How to partition your disk?

Hello,

I am a new member of the forum.

I need an idea on how to partition the disk.

My situation is as follows:

I have two 3TB disks ognuno.In 6TB total then, but I have to do to force a RAID 1 so my space will be 3TB. I'll have to force install RedHat 5.8 and liquids is to be taken in considering that the GPT is not supportato.Sulla machine will have to work just a single heavy application whose purpose is to collect and store the data in a DB2. The server machine has sufficient processing resources to allow the application to work well. My request for help is how do I partition the disk for this scenario? Whereas GPT is not supported I'm forced to create a boot partition less than 2TB. My idea is to create a partition of 500GB with 64GB of swap (this is a specific request of the application that asks me over 32GB of RAM should I expect 1GB of swap for each of RAM), the remaining 2.5 TB them memorizzari use DB2 for the data in the database.

And as a good idea? As you would do?

First off: whatever your translation engine is, please switch to another one. I have a hard time second-guessing what you might mean.

Before you begin: PLAN, PLAN, PLAN, then plan again. Write down which application you are going to install, how much space you need for the binaries, how much for the data itself, etc..

Always keep in mind that it is easy to increase the size of a filesystem but hard to make it smaller. Therefore, start out with as little space as possible and increase this to the size necessary.

What you need:

  1. Boot partition Linux cannot boot from a logical volume, so you need a boot partition to boot from. It should be formatted as "ext3" filesystem and can be very small: 512MB is absolutely enough.

  2. The rest of the disk goes to one volume group. If i am correct the RedHat installation process will guide you through the creation of the volume group, so just follow the dialog.

  3. Within the volume group all the other filesystems will be created as logical volumes. You will need:

3A. a swap area: make it the same size as your installed memory. More is not better, just a waste.

3B. a "/" filesystem (ext3 or ext4) for the system itself. 5GB are more than enough, you can make it bigger later if this is necessary.

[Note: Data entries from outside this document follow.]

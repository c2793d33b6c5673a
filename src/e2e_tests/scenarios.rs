//! Pipelining and failure scenarios over a real socket

use super::loopback::ServerOptions;
use super::TestContext;
use crate::error::{Error, NtStatus};
use crate::protocol::smb2_constants::Smb2Command;
use std::time::Duration;

fn pattern(len: usize) -> Vec<u8> {
    (0..len).map(|i| (i % 253) as u8).collect()
}

#[cfg(test)]
mod tests {
    use super::*;

    #[tokio::test]
    async fn test_write_200000_bytes() {
        let ctx = TestContext::new().await.unwrap();
        let content = pattern(200_000);

        ctx.client
            .write_bytes("scenario.bin", content.clone())
            .await
            .unwrap();

        let mut writes = ctx.server.state().writes.clone();
        writes.sort();
        assert_eq!(
            writes,
            vec![
                (0, 65_424),
                (65_424, 65_424),
                (130_848, 65_424),
                (196_272, 3_728)
            ]
        );
        assert_eq!(ctx.server.count(Smb2Command::Close), 1);
        assert_eq!(ctx.server.file("scenario.bin").unwrap(), content);

        // The close comes after every write
        let log = ctx.server.state().log.clone();
        let close = log.iter().rposition(|c| *c == Smb2Command::Close).unwrap();
        let last_write = log.iter().rposition(|c| *c == Smb2Command::Write).unwrap();
        assert!(close > last_write);
        ctx.shutdown().await.unwrap();
    }

    #[tokio::test(flavor = "multi_thread", worker_threads = 8)]
    async fn test_writes_issued_in_offset_order() {
        let ctx = TestContext::connected(ServerOptions::default(), |config| {
            config.max_packet_size = 1024;
        })
        .await
        .unwrap();

        for round in 0..5 {
            let name = format!("ordered-{round}.bin");
            ctx.client
                .write_bytes(&name, pattern(200_000))
                .await
                .unwrap();
        }

        // 1024 minus the write overhead
        let one_file: Vec<(u64, usize)> = (0..200_000u64)
            .step_by(912)
            .map(|offset| (offset, (200_000 - offset).min(912) as usize))
            .collect();
        let expected: Vec<(u64, usize)> = (0..5).flat_map(|_| one_file.clone()).collect();
        // Arrival order at the server, not sorted
        assert_eq!(ctx.server.state().writes, expected);
        ctx.shutdown().await.unwrap();
    }

    #[tokio::test]
    async fn test_reads_answered_out_of_order() {
        let options = ServerOptions {
            reorder_reads: Some(4),
            ..Default::default()
        };
        let ctx = TestContext::connected(options, |config| {
            config.max_packet_size = 4096;
            config.packet_concurrency = 8;
        })
        .await
        .unwrap();
        let content = pattern(100_000);
        ctx.server.add_file("shuffled.bin", content.clone());

        assert_eq!(ctx.client.read_file("shuffled.bin").await.unwrap(), content);
        assert_eq!(ctx.server.count(Smb2Command::Read), 25);
        assert!(ctx.server.state().reordered_batches > 0);
        ctx.shutdown().await.unwrap();
    }

    #[tokio::test]
    async fn test_failed_read_packet() {
        let options = ServerOptions {
            fail_read_at: Some(65_536),
            ..Default::default()
        };
        let ctx = TestContext::connected(options, |_| {}).await.unwrap();
        ctx.server.add_file("broken.bin", pattern(400_000));

        let err = ctx.client.read_file("broken.bin").await.unwrap_err();
        assert_eq!(err.status(), Some(NtStatus::InvalidParameter));
        // The handle is still closed exactly once
        assert_eq!(ctx.server.count(Smb2Command::Close), 1);

        // The connection stays usable
        ctx.server.add_file("fine.txt", b"ok".to_vec());
        assert_eq!(ctx.client.read_file("fine.txt").await.unwrap(), b"ok");
        ctx.shutdown().await.unwrap();
    }

    #[tokio::test]
    async fn test_unanswered_request_times_out() {
        let options = ServerOptions {
            silent: vec![Smb2Command::Close],
            ..Default::default()
        };
        let ctx = TestContext::connected(options, |config| {
            config.request_timeout = Duration::from_millis(200);
        })
        .await
        .unwrap();
        ctx.server.add_file("slow.txt", b"x".to_vec());

        // A timeout is not the same as "does not exist"
        let err = ctx.client.file_exists("slow.txt").await.unwrap_err();
        assert!(matches!(err, Error::Timeout(_)), "{err:?}");
    }

    #[tokio::test]
    async fn test_server_hang_up_fails_transfer() {
        let options = ServerOptions {
            hang_up_on: Some(Smb2Command::Write),
            ..Default::default()
        };
        let ctx = TestContext::connected(options, |_| {}).await.unwrap();

        let err = ctx
            .client
            .write_bytes("doomed.bin", pattern(500_000))
            .await
            .unwrap_err();
        assert!(err.is_transport(), "{err:?}");

        // Later requests fail fast
        let later = ctx.client.file_exists("anything").await.unwrap_err();
        assert!(later.is_transport(), "{later:?}");
    }

    #[tokio::test]
    async fn test_concurrent_verbs_share_the_connection() {
        let ctx = TestContext::new().await.unwrap();
        ctx.server.add_file("one", pattern(70_000));
        ctx.server.add_file("two", pattern(90_000));

        let (one, two, listing) = tokio::join!(
            ctx.client.read_file("one"),
            ctx.client.read_file("two"),
            ctx.client.read_dir("")
        );
        assert_eq!(one.unwrap(), pattern(70_000));
        assert_eq!(two.unwrap(), pattern(90_000));
        assert_eq!(listing.unwrap(), vec!["one", "two"]);
        ctx.shutdown().await.unwrap();
    }
}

3C. a "/tmp" filesystem (ext3 or ext4) for temporary files. Start with 1GB and increase as necessary.

3D. a "/opt" filesystem (ext3 or ext4) for the application (binaries). Start with what you have found out the application needs, NOT MORE. Increase if it is too small, but only then.

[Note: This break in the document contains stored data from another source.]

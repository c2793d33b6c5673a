//! Stream reassembly for NetBIOS session messages

use crate::error::{Error, Result};
use crate::netbios::{NetBiosHeader, NetBiosMessageType};
use crate::protocol::Message;
use bytes::{Buf, BufMut, Bytes, BytesMut};
use tracing::trace;

/// Wrap an SMB2 message in a session message header
pub fn encode_frame(body: &[u8]) -> Result<Bytes> {
    let length = u32::try_from(body.len())
        .map_err(|_| Error::InvalidParameter(format!("frame body of {} bytes", body.len())))?;
    let header = NetBiosHeader::session_message(length)?;

    let mut buf = BytesMut::with_capacity(NetBiosHeader::SIZE + body.len());
    header.write_to(&mut buf)?;
    buf.put_slice(body);
    Ok(buf.freeze())
}

/// Accumulates raw stream bytes and yields complete SMB2 messages.
///
/// Holds at most one partial frame between calls once the returned
/// [`Frames`] iterator has been drained.
#[derive(Debug, Default)]
pub struct FrameDecoder {
    buffer: BytesMut,
}

impl FrameDecoder {
    pub fn new() -> Self {
        Self::default()
    }

    /// Append `data` and iterate over every message it completes
    pub fn decode(&mut self, data: &[u8]) -> Frames<'_> {
        self.buffer.extend_from_slice(data);
        Frames { decoder: self }
    }

    /// Bytes held back waiting for the rest of a frame
    pub fn buffered(&self) -> usize {
        self.buffer.len()
    }

    fn next_frame(&mut self) -> Option<Result<Bytes>> {
        loop {
            if self.buffer.len() < NetBiosHeader::SIZE {
                return None;
            }

            let header = match NetBiosHeader::parse(&self.buffer) {
                Ok(header) => header,
                Err(e) => {
                    // Framing is lost, nothing after this point can be trusted
                    self.buffer.clear();
                    return Some(Err(e));
                }
            };

            let total = NetBiosHeader::SIZE + header.length as usize;
            if self.buffer.len() < total {
                return None;
            }

            let mut frame = self.buffer.split_to(total);
            frame.advance(NetBiosHeader::SIZE);

            match header.message_type {
                NetBiosMessageType::SessionMessage => return Some(Ok(frame.freeze())),
                NetBiosMessageType::Keepalive => {
                    trace!("Skipping NetBIOS keepalive");
                    continue;
                }
                other => {
                    return Some(Err(Error::InvalidMessage(format!(
                        "Unexpected NetBIOS message type {:?} on SMB2 session",
                        other
                    ))))
                }
            }
        }
    }
}

/// Lazy sequence of messages completed by one [`FrameDecoder::decode`] call
#[derive(Debug)]
pub struct Frames<'a> {
    decoder: &'a mut FrameDecoder,
}

impl Iterator for Frames<'_> {
    type Item = Result<Message>;

    fn next(&mut self) -> Option<Self::Item> {
        self.decoder
            .next_frame()
            .map(|frame| frame.and_then(Message::parse))
    }
}

#[cfg(test)]
mod tests {
    use super::*;
    use crate::protocol::smb2_constants::Smb2Command;
    use crate::protocol::Smb2Header;
    use rand::rngs::StdRng;
    use rand::{Rng, SeedableRng};

    fn message_bytes(message_id: u64, body: &[u8]) -> Vec<u8> {
        let mut header = Smb2Header::new(Smb2Command::Read);
        header.message_id = message_id;
        Message::new(header, body.to_vec()).to_bytes().unwrap()
    }

    fn stream(count: u64) -> (Vec<u8>, Vec<Vec<u8>>) {
        let mut wire = Vec::new();
        let mut expected = Vec::new();
        for id in 0..count {
            let body = vec![id as u8; (id as usize * 37) % 300];
            let bytes = message_bytes(id, &body);
            wire.extend_from_slice(&encode_frame(&bytes).unwrap());
            expected.push(bytes);
        }
        (wire, expected)
    }

    fn collect(decoder: &mut FrameDecoder, chunk: &[u8]) -> Vec<Vec<u8>> {
        decoder
            .decode(chunk)
            .map(|m| m.unwrap().to_bytes().unwrap())
            .collect()
    }

    #[test]
    fn test_encode_frame_header() {
        let frame = encode_frame(&[0xAA; 300]).unwrap();
        assert_eq!(&frame[..4], &[0x00, 0x00, 0x01, 0x2C]);
        assert_eq!(frame.len(), 304);
    }

    #[test]
    fn test_single_chunk() {
        let (wire, expected) = stream(5);
        let mut decoder = FrameDecoder::new();
        assert_eq!(collect(&mut decoder, &wire), expected);
        assert_eq!(decoder.buffered(), 0);
    }

    #[test]
    fn test_byte_at_a_time() {
        let (wire, expected) = stream(4);
        let mut decoder = FrameDecoder::new();
        let mut got = Vec::new();
        for byte in &wire {
            got.extend(collect(&mut decoder, std::slice::from_ref(byte)));
            assert!(decoder.buffered() < wire.len());
        }
        assert_eq!(got, expected);
        assert_eq!(decoder.buffered(), 0);
    }

    #[test]
    fn test_random_splits_match_single_chunk() {
        let (wire, expected) = stream(12);
        let mut rng = StdRng::seed_from_u64(0x5eed);

        for _ in 0..50 {
            let mut decoder = FrameDecoder::new();
            let mut got = Vec::new();
            let mut pos = 0;
            while pos < wire.len() {
                let step = rng.gen_range(1..=(wire.len() - pos).min(200));
                got.extend(collect(&mut decoder, &wire[pos..pos + step]));
                pos += step;
            }
            assert_eq!(got, expected);
            assert_eq!(decoder.buffered(), 0);
        }
    }

    #[test]
    fn test_partial_frame_held_back() {
        let (wire, expected) = stream(2);
        let first_len = expected[0].len() + NetBiosHeader::SIZE;
        let mut decoder = FrameDecoder::new();

        let got = collect(&mut decoder, &wire[..first_len + 10]);
        assert_eq!(got, vec![expected[0].clone()]);
        assert_eq!(decoder.buffered(), 10);

        let got = collect(&mut decoder, &wire[first_len + 10..]);
        assert_eq!(got, vec![expected[1].clone()]);
    }

    #[test]
    fn test_keepalive_skipped() {
        let bytes = message_bytes(9, b"payload");
        let mut wire = vec![0x85, 0x00, 0x00, 0x00];
        wire.extend_from_slice(&encode_frame(&bytes).unwrap());
        wire.extend_from_slice(&[0x85, 0x00, 0x00, 0x00]);

        let mut decoder = FrameDecoder::new();
        assert_eq!(collect(&mut decoder, &wire), vec![bytes]);
        assert_eq!(decoder.buffered(), 0);
    }

    #[test]
    fn test_garbage_type_is_an_error() {
        let mut decoder = FrameDecoder::new();
        let results: Vec<_> = decoder.decode(&[0x42, 0x00, 0x00, 0x01, 0xFF]).collect();
        assert_eq!(results.len(), 1);
        assert!(results[0].is_err());
        assert_eq!(decoder.buffered(), 0);
    }
}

3E. You mentioned DB2, so you probably need some space for the database itself. Talk to the application people where to mount they want it mounted and how much space you have to provide for this. I suggest you leave that out during installation and create it later, as you don't need it to install the system.

3F. It might be a good idea to have a small filesystem for "/home", so that users can put some scripts in their home directories without taxing the "/" filesystem. You might also consider "/root" to be its own filesystem, because you might need some space for logs, administrative scripts, etc.. Start with 5GB in both cases and increase as necessary.

I hope this helps.

bakunin

I vote for not having a /opt partition because binaries are in /usr and /opt.
But that means you must have a much bigger / partition, I suggest 40 GB

But I vote for either a 25 GB /var or a 20 GB /var/tmp partition (BTW the same size for /tmp),
it contains variable data and should not fill up /.
What speaks for /var/tmp (if not sym-linked to /tmp):
syslog and monitoring tools like HP-OVO need to log a disk full condition in /var. Again this means a +5 GB for the / partition.

According to the Filesystem hierarchy standard /opt is for "Add-on application software packages" - like DB/2 as the thread-O/P has mentioned. "/usr", on the other hand ("usr"="Unix Software Resources")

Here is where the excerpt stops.